Glasnost and perestroika: Gorbachev breaks with taboos
As General Secretary of the Communist Party and the first President of the Soviet Union, the then 54-year-old broke numerous taboos. This is how Gorbachev named the crimes committed under Soviet dictator Josef Stalin, in particular the massacre of thousands of Polish officers in Katyn in 1940, with an openness unprecedented for the Kremlin. He also discloses a secret additional protocol to the German-Soviet Non-Aggression Pact of 1939. After a ten-year military adventure in the Hindu Kush with many casualties, he ordered the Soviet troops to withdraw from Afghanistan in 1988.
Gorbachev enabled the Warsaw Pact countries to determine their own form of government. In contrast, reform movements such as the Prague Spring of 1968 in Czechoslovakia or the Hungarian uprising of 1956 were once bloodily suppressed. The new freedom under Gorbachev led to the end of the Cold War and finally made German reunification possible in 1990. The Scorpions sing about the “Wind of Change”; the shift towards openness seems irreversible.
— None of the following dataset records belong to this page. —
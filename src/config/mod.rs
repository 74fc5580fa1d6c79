//! Configuration module - environment variable parsing

use std::env;
use std::net::SocketAddr;
use std::str::FromStr;

/// What this process does
#[derive(Clone, Copy, Debug, PartialEq, Eq)]
pub enum RunMode {
    /// Serve the relay broker
    Relay,
    /// Headless single-player run
    Single,
    /// Headless host over the relay
    Host,
    /// Headless client over the relay
    Join,
    /// Host and client in one process over an in-memory transport
    Duel,
}

impl FromStr for RunMode {
    type Err = ConfigError;

    fn from_str(s: &str) -> Result<Self, Self::Err> {
        match s.trim().to_ascii_lowercase().as_str() {
            "relay" => Ok(RunMode::Relay),
            "single" => Ok(RunMode::Single),
            "host" => Ok(RunMode::Host),
            "join" => Ok(RunMode::Join),
            "duel" => Ok(RunMode::Duel),
            _ => Err(ConfigError::InvalidMode(s.to_string())),
        }
    }
}

/// Application configuration loaded from environment variables
#[derive(Clone, Debug)]
pub struct Config {
    pub mode: RunMode,
    /// Relay binding address
    pub server_addr: SocketAddr,
    /// Log level (trace, debug, info, warn, error)
    pub log_level: String,
    /// Allowed browser origins for the relay's HTTP routes
    pub client_origin: Option<String>,

    /// Base WebSocket URL of the relay (host/join)
    pub relay_url: String,
    /// Room to join (join mode)
    pub room_code: Option<String>,
    /// Matches to play before exiting (headless modes)
    pub rounds: u32,
    /// Hard stop for headless runs, in frames
    pub max_frames: u64,
    /// Simulation seed; random when unset
    pub seed: Option<u64>,
}

impl Config {
    /// Load configuration from environment variables
    pub fn from_env() -> Result<Self, ConfigError> {
        let mode = match env::var("MODE") {
            Ok(value) => value.parse()?,
            Err(_) => RunMode::Relay,
        };

        // PORT wins over SERVER_ADDR, like most hosting platforms expect
        let server_addr = if let Ok(port) = env::var("PORT") {
            format!("0.0.0.0:{}", port)
        } else {
            env::var("SERVER_ADDR").unwrap_or_else(|_| "0.0.0.0:8080".to_string())
        };

        let room_code = env::var("ROOM_CODE").ok().filter(|s| !s.trim().is_empty());
        if mode == RunMode::Join && room_code.is_none() {
            return Err(ConfigError::Missing("ROOM_CODE"));
        }

        Ok(Self {
            mode,
            server_addr: server_addr
                .parse()
                .map_err(|_| ConfigError::InvalidAddress)?,

            log_level: env::var("LOG_LEVEL").unwrap_or_else(|_| "info".to_string()),
            client_origin: env::var("CLIENT_ORIGIN").ok(),

            relay_url: env::var("RELAY_URL").unwrap_or_else(|_| "ws://127.0.0.1:8080".to_string()),
            room_code,
            rounds: parse_var("ROUNDS", 1)?,
            max_frames: parse_var("MAX_FRAMES", 60 * 60 * 5)?,
            seed: match env::var("SEED") {
                Ok(v) => Some(v.parse().map_err(|_| ConfigError::Invalid("SEED"))?),
                Err(_) => None,
            },
        })
    }
}

fn parse_var<T: FromStr>(name: &'static str, default: T) -> Result<T, ConfigError> {
    match env::var(name) {
        Ok(v) => v.trim().parse().map_err(|_| ConfigError::Invalid(name)),
        Err(_) => Ok(default),
    }
}

/// Configuration errors
#[derive(Debug, thiserror::Error)]
pub enum ConfigError {
    #[error("Missing required environment variable: {0}")]
    Missing(&'static str),

    #[error("Invalid value for environment variable: {0}")]
    Invalid(&'static str),

    #[error("Unknown MODE {0:?} (expected relay, single, host, join or duel)")]
    InvalidMode(String),

    #[error("Invalid server address format")]
    InvalidAddress,
}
Gorbachev: In Russia, a procrastinator who plunged the country into chaos
But while Gorbachev is honored for his courageous steps abroad, including the 1990 Nobel Peace Prize, he is criticized at home. One of his controversial initiatives is a ban on alcohol. He is also blamed for the hesitant information policy after the reactor catastrophe in Chernobyl in 1986; this also internationally. Even today, many people in Russia see the ex-president as a procrastinator who has plunged the country into chaos. The collapse of the Soviet Union in 1991 also meant the end of the Gorbachev era.
The disintegration of the Soviet Union of States is seen today as a trauma for the current leadership in the Kremlin, especially for President Putin. Quite a few experts consider the desire to reverse this decay to be one of the main reasons for the war of aggression against Ukraine.